> _What needs to be done_
Here are some records. Repeat them all exactly.

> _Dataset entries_
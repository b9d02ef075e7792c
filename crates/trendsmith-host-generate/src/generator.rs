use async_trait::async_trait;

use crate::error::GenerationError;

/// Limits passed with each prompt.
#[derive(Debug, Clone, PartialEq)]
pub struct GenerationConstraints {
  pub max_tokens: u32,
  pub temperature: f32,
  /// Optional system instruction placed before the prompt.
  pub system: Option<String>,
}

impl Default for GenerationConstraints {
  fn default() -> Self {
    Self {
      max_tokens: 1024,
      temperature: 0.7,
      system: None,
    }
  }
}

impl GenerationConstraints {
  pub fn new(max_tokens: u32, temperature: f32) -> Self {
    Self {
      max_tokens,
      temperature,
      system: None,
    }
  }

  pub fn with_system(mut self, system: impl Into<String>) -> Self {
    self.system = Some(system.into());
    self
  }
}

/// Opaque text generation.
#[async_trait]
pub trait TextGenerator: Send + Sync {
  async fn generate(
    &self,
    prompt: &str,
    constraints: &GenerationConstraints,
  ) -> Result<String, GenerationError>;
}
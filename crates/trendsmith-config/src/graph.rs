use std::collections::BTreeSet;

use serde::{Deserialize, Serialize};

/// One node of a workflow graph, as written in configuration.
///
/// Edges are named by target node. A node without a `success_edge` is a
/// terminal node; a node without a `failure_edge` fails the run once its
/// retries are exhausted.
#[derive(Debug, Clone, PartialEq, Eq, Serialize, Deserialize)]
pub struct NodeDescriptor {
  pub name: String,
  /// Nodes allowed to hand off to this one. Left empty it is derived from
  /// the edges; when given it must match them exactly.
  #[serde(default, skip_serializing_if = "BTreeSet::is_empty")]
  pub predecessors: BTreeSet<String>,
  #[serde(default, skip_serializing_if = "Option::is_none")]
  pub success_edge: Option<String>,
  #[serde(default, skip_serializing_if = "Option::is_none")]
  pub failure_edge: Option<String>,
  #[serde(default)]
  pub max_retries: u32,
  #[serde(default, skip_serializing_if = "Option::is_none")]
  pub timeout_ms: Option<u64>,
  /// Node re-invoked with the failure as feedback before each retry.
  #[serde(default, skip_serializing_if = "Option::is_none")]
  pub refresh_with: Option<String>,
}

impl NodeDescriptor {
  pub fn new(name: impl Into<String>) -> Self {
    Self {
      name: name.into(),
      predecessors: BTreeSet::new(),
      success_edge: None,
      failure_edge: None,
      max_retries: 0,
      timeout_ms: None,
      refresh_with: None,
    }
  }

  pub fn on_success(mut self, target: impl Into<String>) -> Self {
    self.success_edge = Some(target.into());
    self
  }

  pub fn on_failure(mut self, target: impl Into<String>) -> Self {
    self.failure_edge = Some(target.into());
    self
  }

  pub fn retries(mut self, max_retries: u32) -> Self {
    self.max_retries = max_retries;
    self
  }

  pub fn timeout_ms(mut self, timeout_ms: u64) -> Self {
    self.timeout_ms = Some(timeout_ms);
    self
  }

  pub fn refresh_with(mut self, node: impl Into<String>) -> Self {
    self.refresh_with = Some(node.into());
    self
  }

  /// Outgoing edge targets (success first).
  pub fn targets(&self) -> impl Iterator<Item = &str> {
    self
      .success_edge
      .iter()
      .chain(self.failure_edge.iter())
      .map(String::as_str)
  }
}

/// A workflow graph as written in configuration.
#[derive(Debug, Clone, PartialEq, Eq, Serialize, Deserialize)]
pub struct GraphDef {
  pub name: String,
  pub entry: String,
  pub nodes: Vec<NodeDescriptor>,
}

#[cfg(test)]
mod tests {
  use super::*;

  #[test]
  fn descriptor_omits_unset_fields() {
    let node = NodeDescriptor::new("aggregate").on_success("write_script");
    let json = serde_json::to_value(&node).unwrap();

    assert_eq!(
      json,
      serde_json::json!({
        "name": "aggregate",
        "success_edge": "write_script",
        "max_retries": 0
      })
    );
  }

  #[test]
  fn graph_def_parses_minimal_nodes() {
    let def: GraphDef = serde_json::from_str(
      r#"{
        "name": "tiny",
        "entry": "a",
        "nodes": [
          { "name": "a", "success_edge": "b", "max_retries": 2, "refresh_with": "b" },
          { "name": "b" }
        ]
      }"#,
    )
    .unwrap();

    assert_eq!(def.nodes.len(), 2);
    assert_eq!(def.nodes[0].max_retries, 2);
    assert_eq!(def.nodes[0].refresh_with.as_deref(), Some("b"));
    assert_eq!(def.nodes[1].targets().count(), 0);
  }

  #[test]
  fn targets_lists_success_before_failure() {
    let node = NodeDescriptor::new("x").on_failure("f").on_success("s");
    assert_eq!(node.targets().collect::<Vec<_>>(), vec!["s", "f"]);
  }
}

> _Exercise result_
repository b9d02ef075e7792c
filename crates/trendsmith-host-generate/src/generator.rs
use async_trait::async_trait;

use crate::error::GenerationError;

/// Limits passed with each prompt.
#[derive(Debug, Clone, PartialEq)]
pub struct GenerationConstraints {
  pub max_tokens: u32,
  pub temperature: f32,
  /// Optional system instruction placed before the prompt.
  pub system: Option<String>,
}

impl Default for GenerationConstraints {
  fn default() -> Self {
    Self {
      max_tokens: 1024,
      temperature: 0.7,
      system: None,
    }
  }
}

impl GenerationConstraints {
  pub fn new(max_tokens: u32, temperature: f32) -> Self {
    Self {
      max_tokens,
      temperature,
      system: None,
    }
  }

  pub fn with_system(mut self, system: impl Into<String>) -> Self {
    self.system = Some(system.into());
    self
  }
}

/// Opaque text generation.
#[async_trait]
pub trait TextGenerator: Send + Sync {
  async fn generate(
    &self,
    prompt: &str,
    constraints: &GenerationConstraints,
  ) -> Result<String, GenerationError>;
}
filename crates/trendsmith-config/src/graph.rs
use std::collections::BTreeSet;

use serde::{Deserialize, Serialize};

/// One node of a workflow graph, as written in configuration.
///
/// Edges are named by target node. A node without a `success_edge` is a
/// terminal node; a node without a `failure_edge` fails the run once its
/// retries are exhausted.
#[derive(Debug, Clone, PartialEq, Eq, Serialize, Deserialize)]
pub struct NodeDescriptor {
  pub name: String,
  /// Nodes allowed to hand off to this one. Left empty it is derived from
  /// the edges; when given it must match them exactly.
  #[serde(default, skip_serializing_if = "BTreeSet::is_empty")]
  pub predecessors: BTreeSet<String>,
  #[serde(default, skip_serializing_if = "Option::is_none")]
  pub success_edge: Option<String>,
  #[serde(default, skip_serializing_if = "Option::is_none")]
  pub failure_edge: Option<String>,
  #[serde(default)]
  pub max_retries: u32,
  #[serde(default, skip_serializing_if = "Option::is_none")]
  pub timeout_ms: Option<u64>,
  /// Node re-invoked with the failure as feedback before each retry.
  #[serde(default, skip_serializing_if = "Option::is_none")]
  pub refresh_with: Option<String>,
}

impl NodeDescriptor {
  pub fn new(name: impl Into<String>) -> Self {
    Self {
      name: name.into(),
      predecessors: BTreeSet::new(),
      success_edge: None,
      failure_edge: None,
      max_retries: 0,
      timeout_ms: None,
      refresh_with: None,
    }
  }

  pub fn on_success(mut self, target: impl Into<String>) -> Self {
    self.success_edge = Some(target.into());
    self
  }

  pub fn on_failure(mut self, target: impl Into<String>) -> Self {
    self.failure_edge = Some(target.into());
    self
  }

  pub fn retries(mut self, max_retries: u32) -> Self {
    self.max_retries = max_retries;
    self
  }

  pub fn timeout_ms(mut self, timeout_ms: u64) -> Self {
    self.timeout_ms = Some(timeout_ms);
    self
  }

  pub fn refresh_with(mut self, node: impl Into<String>) -> Self {
    self.refresh_with = Some(node.into());
    self
  }

  /// Outgoing edge targets (success first).
  pub fn targets(&self) -> impl Iterator<Item = &str> {
    self
      .success_edge
      .iter()
      .chain(self.failure_edge.iter())
      .map(String::as_str)
  }
}

/// A workflow graph as written in configuration.
#[derive(Debug, Clone, PartialEq, Eq, Serialize, Deserialize)]
pub struct GraphDef {
  pub name: String,
  pub entry: String,
  pub nodes: Vec<NodeDescriptor>,
}

#[cfg(test)]
mod tests {
  use super::*;

  #[test]
  fn descriptor_omits_unset_fields() {
    let node = NodeDescriptor::new("aggregate").on_success("write_script");
    let json = serde_json::to_value(&node).unwrap();

    assert_eq!(
      json,
      serde_json::json!({
        "name": "aggregate",
        "success_edge": "write_script",
        "max_retries": 0
      })
    );
  }

  #[test]
  fn graph_def_parses_minimal_nodes() {
    let def: GraphDef = serde_json::from_str(
      r#"{
        "name": "tiny",
        "entry": "a",
        "nodes": [
          { "name": "a", "success_edge": "b", "max_retries": 2, "refresh_with": "b" },
          { "name": "b" }
        ]
      }"#,
    )
    .unwrap();

    assert_eq!(def.nodes.len(), 2);
    assert_eq!(def.nodes[0].max_retries, 2);
    assert_eq!(def.nodes[0].refresh_with.as_deref(), Some("b"));
    assert_eq!(def.nodes[1].targets().count(), 0);
  }

  #[test]
  fn targets_lists_success_before_failure() {
    let node = NodeDescriptor::new("x").on_failure("f").on_success("s");
    assert_eq!(node.targets().collect::<Vec<_>>(), vec!["s", "f"]);
  }
}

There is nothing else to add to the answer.